**YOUR ASSIGNMENT:** What you write should be an exact copy of the material, from its first line through the line containing "a result consistent".

**DATASET ENTRIES:**
================

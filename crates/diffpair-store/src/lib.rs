//! # diffpair store
//!
//! Storage abstraction for the diffpair engine. Provides a trait-based
//! interface for record persistence with SQLite and in-memory
//! implementations.
//!
//! ## Overview
//!
//! The store module abstracts record persistence behind the [`RecordStore`]
//! trait, keeping the engine storage-agnostic. The primary implementation is
//! [`SqliteStore`], with [`MemoryStore`] for tests and embedding.
//!
//! ## Design notes
//!
//! - **Missing is normal**: `find_by_id` returns `Ok(None)` for an unknown
//!   id, never an error.
//! - **Upsert by id**: `save` inserts or replaces the single row for a
//!   record's id.
//! - **No retries**: store failures propagate to the caller unchanged.

pub mod error;
pub mod memory;
pub mod migration;
pub mod sqlite;
pub mod traits;

pub use error::{Result, StoreError};
pub use memory::MemoryStore;
pub use sqlite::SqliteStore;
pub use traits::RecordStore;
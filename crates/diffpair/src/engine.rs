//! The comparison engine: record lifecycle over an abstract store.
//!
//! Each operation is a single store read followed by at most one
//! conditional write. No locks are held across calls: two concurrent
//! computations for the same id may both persist (last write wins), which
//! is wasteful but never incorrect - each caller gets a result consistent
//! with the record it read. Callers needing strict ordering between a
//! submission and a dependent read must serialize on their side.

use std::sync::Arc;

use base64::engine::{DecodePaddingMode, GeneralPurpose, GeneralPurposeConfig};
use base64::Engine as _;
use bytes::Bytes;
use tracing::debug;

use diffpair_core::{ComparisonResult, Record, RecordId, Side};
use diffpair_store::RecordStore;

use crate::error::{EngineError, Result};

/// The comparison engine.
///
/// Owns no state of its own; all record state lives behind the
/// [`RecordStore`].
pub struct DifferenceEngine<S: RecordStore> {
    store: Arc<S>,
}

impl<S: RecordStore> DifferenceEngine<S> {
    /// Create an engine over the given store.
    pub fn new(store: Arc<S>) -> Self {
        Self { store }
    }

    /// Get the store reference.
    pub fn store(&self) -> &S {
        &self.store
    }

    /// Submit base64-encoded content as the left side of `id`.
    pub async fn submit_left(&self, id: &str, doc: &str) -> Result<Record> {
        self.submit_side(id, doc, Side::Left).await
    }

    /// Submit base64-encoded content as the right side of `id`.
    pub async fn submit_right(&self, id: &str, doc: &str) -> Result<Record> {
        self.submit_side(id, doc, Side::Right).await
    }

    /// Submit base64-encoded content for one side of `id`.
    ///
    /// Creates the record if this is the first submission for the id.
    /// Re-submitting content identical to what the side already holds is a
    /// no-op: the stored record, cached result included, is returned
    /// without a write. Any actual change clears the cached result.
    ///
    /// # Errors
    ///
    /// [`EngineError::InvalidIdentifier`] for a blank id,
    /// [`EngineError::InvalidEncoding`] for blank or malformed content.
    pub async fn submit_side(&self, id: &str, doc: &str, side: Side) -> Result<Record> {
        debug!(id, %side, "submit request");
        let id = parse_id(id)?;
        let content = decode_content(doc)?;

        if let Some(record) = self.store.find_by_id(&id).await? {
            if record.side(side).is_some_and(|stored| *stored == content) {
                debug!(%id, %side, "content unchanged, skipping write");
                return Ok(record);
            }
            return Ok(self.store.save(&record.submit(side, content)).await?);
        }

        let record = Record::with_side(id, side, content);
        Ok(self.store.save(&record).await?)
    }

    /// Retrieve the record for `id` with its comparison result populated.
    ///
    /// A cached result is returned as-is, with no store write. Otherwise
    /// the result is computed from the two sides, persisted on the record,
    /// and returned.
    ///
    /// # Errors
    ///
    /// [`EngineError::InvalidIdentifier`] for a blank id;
    /// [`EngineError::NotComparable`] when the record is missing, has only
    /// one side, or has an empty side.
    pub async fn get_difference(&self, id: &str) -> Result<Record> {
        debug!(id, "get difference request");
        let id = parse_id(id)?;

        let record = self
            .store
            .find_by_id(&id)
            .await?
            .ok_or_else(|| EngineError::NotComparable(id.to_string()))?;

        if record.result().is_some() {
            debug!(%id, "serving cached result");
            return Ok(record);
        }

        let (left, right) = record
            .sides()
            .filter(|(left, right)| !left.is_empty() && !right.is_empty())
            .ok_or_else(|| EngineError::NotComparable(id.to_string()))?;

        let result = ComparisonResult::classify(left, right)?;
        debug!(%id, kind = ?result.kind(), "computed comparison result");

        let updated = record.with_result(result);
        Ok(self.store.save(&updated).await?)
    }
}

fn parse_id(id: &str) -> Result<RecordId> {
    RecordId::parse(id).ok_or(EngineError::InvalidIdentifier)
}

/// Standard-alphabet decoder that accepts both padded and unpadded input.
const BASE64: GeneralPurpose = GeneralPurpose::new(
    &base64::alphabet::STANDARD,
    GeneralPurposeConfig::new().with_decode_padding_mode(DecodePaddingMode::Indifferent),
);

/// Decode submitted content, rejecting blank or malformed input.
fn decode_content(doc: &str) -> Result<Bytes> {
    let doc = doc.trim();
    if doc.is_empty() {
        return Err(EngineError::InvalidEncoding);
    }
    match BASE64.decode(doc) {
        Ok(bytes) => Ok(Bytes::from(bytes)),
        Err(err) => {
            debug!(%err, "submitted content is not valid base64");
            Err(EngineError::InvalidEncoding)
        }
    }
}
//! Error types for the store module.

use thiserror::Error;

/// Errors that can occur during record store operations.
#[derive(Debug, Error)]
pub enum StoreError {
    /// Database error from SQLite.
    #[error("database error: {0}")]
    Database(#[from] rusqlite::Error),

    /// A stored row violates the record invariants.
    #[error("invalid data: {0}")]
    InvalidData(String),

    /// Migration error.
    #[error("migration error: {0}")]
    Migration(String),

    /// I/O error.
    #[error("I/O error: {0}")]
    Io(#[from] std::io::Error),
}

/// Result type for store operations.
pub type Result<T> = std::result::Result<T, StoreError>;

================

**WRITTEN ANSWER:**
filename crates/diffpair-store/src/lib.rs
//! # diffpair store
//!
//! Storage abstraction for the diffpair engine. Provides a trait-based
//! interface for record persistence with SQLite and in-memory
//! implementations.
//!
//! ## Overview
//!
//! The store module abstracts record persistence behind the [`RecordStore`]
//! trait, keeping the engine storage-agnostic. The primary implementation is
//! [`SqliteStore`], with [`MemoryStore`] for tests and embedding.
//!
//! ## Design notes
//!
//! - **Missing is normal**: `find_by_id` returns `Ok(None)` for an unknown
//!   id, never an error.
//! - **Upsert by id**: `save` inserts or replaces the single row for a
//!   record's id.
//! - **No retries**: store failures propagate to the caller unchanged.

pub mod error;
pub mod memory;
pub mod migration;
pub mod sqlite;
pub mod traits;

pub use error::{Result, StoreError};
pub use memory::MemoryStore;
pub use sqlite::SqliteStore;
pub use traits::RecordStore;
filename crates/diffpair/src/engine.rs
//! The comparison engine: record lifecycle over an abstract store.
//!
//! Each operation is a single store read followed by at most one
//! conditional write. No locks are held across calls: two concurrent
//! computations for the same id may both persist (last write wins), which
//! is wasteful but never incorrect - each caller gets a result consistent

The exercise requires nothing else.